Requirement: The required answer is every line of the data containing the word "CallState".

(Stored data entries)

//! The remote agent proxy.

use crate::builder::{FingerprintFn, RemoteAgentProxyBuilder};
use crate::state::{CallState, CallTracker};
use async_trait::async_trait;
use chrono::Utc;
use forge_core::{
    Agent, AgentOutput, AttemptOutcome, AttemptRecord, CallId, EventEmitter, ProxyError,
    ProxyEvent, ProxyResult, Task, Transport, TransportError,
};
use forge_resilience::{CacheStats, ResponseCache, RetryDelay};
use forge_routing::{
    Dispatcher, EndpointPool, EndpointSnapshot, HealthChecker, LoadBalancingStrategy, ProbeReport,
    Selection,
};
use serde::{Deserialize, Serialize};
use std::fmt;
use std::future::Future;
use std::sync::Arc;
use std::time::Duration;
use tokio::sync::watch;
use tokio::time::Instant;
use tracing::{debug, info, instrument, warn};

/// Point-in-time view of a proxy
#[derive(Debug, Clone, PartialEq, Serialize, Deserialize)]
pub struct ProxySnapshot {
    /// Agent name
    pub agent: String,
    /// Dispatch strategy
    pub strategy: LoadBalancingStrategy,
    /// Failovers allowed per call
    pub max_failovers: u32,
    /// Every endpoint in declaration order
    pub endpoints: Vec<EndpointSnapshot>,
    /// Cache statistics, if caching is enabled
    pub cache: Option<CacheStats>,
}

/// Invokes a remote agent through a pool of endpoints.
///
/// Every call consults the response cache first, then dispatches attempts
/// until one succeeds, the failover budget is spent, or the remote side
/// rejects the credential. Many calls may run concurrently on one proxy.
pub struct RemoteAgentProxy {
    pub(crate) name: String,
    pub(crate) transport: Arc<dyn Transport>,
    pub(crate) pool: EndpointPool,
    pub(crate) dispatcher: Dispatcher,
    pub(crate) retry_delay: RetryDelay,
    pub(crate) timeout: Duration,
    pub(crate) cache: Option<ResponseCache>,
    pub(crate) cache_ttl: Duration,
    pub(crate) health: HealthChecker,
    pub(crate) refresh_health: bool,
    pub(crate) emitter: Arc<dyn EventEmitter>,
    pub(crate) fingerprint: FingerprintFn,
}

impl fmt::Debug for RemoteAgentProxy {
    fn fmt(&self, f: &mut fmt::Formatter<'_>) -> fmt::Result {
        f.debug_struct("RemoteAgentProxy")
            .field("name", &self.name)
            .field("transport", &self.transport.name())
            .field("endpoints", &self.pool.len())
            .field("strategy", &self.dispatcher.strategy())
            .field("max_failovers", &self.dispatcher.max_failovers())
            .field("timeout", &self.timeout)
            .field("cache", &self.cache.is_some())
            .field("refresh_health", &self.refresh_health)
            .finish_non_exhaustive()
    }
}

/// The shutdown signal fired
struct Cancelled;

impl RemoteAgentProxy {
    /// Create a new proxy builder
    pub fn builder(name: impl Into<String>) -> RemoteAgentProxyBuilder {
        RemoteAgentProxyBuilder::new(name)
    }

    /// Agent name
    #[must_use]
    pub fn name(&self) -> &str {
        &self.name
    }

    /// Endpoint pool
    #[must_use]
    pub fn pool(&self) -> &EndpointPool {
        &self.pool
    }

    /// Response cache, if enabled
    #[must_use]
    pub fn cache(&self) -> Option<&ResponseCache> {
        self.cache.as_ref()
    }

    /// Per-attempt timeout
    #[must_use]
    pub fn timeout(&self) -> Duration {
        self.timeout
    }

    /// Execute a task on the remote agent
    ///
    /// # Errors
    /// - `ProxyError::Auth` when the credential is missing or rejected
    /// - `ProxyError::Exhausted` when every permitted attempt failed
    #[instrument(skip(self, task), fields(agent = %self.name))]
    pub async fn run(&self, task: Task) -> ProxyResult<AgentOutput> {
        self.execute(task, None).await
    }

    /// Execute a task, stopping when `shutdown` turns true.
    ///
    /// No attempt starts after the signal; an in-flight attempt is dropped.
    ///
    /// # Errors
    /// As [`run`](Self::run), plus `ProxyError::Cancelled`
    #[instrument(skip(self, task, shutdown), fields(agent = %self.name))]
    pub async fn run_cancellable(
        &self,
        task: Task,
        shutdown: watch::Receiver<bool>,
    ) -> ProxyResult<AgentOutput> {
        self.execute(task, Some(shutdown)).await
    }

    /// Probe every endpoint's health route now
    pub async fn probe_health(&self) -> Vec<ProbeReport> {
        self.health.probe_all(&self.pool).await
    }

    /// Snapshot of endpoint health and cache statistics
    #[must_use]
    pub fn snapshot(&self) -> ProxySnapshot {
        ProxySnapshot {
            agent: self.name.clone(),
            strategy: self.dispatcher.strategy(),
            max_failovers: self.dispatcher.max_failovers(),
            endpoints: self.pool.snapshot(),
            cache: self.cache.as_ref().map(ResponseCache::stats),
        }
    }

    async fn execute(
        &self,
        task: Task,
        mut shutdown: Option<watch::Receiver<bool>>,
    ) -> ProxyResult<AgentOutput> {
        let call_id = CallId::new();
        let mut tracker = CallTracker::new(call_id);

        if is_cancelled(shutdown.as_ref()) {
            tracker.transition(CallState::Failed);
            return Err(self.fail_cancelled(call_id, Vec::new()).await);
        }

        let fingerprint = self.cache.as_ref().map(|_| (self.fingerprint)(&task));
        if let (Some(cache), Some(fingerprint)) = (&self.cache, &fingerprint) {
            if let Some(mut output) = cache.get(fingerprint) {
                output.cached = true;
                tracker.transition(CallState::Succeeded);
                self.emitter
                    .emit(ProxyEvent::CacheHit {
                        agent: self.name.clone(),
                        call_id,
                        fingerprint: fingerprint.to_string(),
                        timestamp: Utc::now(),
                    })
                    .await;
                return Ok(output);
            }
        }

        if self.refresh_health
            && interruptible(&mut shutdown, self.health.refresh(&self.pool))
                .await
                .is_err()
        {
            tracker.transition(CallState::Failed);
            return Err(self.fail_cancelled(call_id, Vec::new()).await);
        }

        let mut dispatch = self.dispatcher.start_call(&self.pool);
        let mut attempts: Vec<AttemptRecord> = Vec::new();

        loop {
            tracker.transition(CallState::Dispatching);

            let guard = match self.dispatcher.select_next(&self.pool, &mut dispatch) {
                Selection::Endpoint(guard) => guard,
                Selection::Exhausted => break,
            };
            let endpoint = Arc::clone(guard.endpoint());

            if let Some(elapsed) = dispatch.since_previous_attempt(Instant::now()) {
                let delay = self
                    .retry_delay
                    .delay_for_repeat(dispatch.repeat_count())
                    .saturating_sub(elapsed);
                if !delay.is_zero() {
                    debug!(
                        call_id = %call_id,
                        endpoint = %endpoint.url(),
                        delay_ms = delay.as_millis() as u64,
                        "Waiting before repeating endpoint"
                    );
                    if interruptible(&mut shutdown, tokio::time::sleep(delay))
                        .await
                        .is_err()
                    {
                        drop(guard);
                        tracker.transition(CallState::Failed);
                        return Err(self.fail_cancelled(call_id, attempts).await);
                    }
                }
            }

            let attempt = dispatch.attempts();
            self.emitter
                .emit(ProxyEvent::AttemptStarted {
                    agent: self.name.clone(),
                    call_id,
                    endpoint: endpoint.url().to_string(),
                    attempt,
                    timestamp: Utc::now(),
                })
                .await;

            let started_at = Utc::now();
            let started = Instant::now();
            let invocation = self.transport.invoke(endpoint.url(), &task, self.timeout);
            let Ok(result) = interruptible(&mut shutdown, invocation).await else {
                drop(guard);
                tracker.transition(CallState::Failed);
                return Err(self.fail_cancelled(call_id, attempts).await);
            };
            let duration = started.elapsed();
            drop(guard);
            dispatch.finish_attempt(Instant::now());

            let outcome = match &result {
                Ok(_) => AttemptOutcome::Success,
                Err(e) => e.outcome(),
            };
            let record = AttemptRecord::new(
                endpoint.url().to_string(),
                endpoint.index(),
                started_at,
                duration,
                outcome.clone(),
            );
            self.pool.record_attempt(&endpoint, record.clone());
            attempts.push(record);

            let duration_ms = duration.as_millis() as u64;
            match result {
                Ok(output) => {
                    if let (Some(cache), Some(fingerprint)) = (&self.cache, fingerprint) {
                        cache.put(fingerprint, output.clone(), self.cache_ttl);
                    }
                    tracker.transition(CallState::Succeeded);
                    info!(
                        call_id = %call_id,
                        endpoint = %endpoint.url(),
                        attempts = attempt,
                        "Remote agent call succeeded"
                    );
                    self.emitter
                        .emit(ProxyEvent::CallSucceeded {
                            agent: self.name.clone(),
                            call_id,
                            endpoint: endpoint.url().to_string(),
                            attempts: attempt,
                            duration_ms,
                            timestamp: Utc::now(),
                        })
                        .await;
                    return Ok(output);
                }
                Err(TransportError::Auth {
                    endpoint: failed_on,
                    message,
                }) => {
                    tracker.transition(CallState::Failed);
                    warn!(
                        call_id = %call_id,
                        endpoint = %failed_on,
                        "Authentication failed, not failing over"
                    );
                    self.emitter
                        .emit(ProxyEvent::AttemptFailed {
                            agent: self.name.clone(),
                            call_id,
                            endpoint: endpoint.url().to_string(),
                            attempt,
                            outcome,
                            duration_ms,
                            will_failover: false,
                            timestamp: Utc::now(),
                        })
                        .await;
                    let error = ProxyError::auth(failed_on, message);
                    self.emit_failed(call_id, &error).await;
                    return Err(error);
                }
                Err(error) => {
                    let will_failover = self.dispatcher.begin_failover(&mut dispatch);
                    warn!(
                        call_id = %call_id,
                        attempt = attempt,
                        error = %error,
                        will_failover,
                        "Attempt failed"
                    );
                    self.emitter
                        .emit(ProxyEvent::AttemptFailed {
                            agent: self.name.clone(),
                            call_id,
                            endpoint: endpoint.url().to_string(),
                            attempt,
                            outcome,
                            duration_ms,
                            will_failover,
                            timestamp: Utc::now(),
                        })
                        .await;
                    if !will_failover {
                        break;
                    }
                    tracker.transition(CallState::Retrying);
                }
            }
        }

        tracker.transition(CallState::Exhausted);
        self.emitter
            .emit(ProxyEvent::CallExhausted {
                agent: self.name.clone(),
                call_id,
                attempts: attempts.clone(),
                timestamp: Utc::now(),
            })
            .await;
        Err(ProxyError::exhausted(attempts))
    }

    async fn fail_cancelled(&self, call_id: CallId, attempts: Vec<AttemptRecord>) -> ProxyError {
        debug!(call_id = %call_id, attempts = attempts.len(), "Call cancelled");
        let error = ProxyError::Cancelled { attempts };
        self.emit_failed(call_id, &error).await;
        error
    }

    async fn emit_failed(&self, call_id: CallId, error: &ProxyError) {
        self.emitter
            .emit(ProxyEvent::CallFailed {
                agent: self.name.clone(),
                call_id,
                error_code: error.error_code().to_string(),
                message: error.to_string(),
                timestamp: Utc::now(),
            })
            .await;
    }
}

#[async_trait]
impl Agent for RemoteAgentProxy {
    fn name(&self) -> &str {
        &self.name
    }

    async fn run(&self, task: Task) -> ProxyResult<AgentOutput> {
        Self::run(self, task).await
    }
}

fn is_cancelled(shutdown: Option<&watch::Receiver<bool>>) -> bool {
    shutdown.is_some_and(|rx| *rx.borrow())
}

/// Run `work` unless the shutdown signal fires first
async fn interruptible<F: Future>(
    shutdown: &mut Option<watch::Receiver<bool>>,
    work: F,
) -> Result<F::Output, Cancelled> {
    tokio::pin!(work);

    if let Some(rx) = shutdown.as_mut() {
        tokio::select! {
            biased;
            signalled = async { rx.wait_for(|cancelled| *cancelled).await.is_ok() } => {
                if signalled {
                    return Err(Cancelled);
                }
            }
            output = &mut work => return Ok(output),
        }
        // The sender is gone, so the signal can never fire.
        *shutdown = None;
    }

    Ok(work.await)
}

Answer:
use crate::state::{CallState, CallTracker};
            tracker.transition(CallState::Failed);
                tracker.transition(CallState::Succeeded);
            tracker.transition(CallState::Failed);
            tracker.transition(CallState::Dispatching);
                        tracker.transition(CallState::Failed);
                tracker.transition(CallState::Failed);
                    tracker.transition(CallState::Succeeded);
                    tracker.transition(CallState::Failed);
                    tracker.transition(CallState::Retrying);
        tracker.transition(CallState::Exhausted);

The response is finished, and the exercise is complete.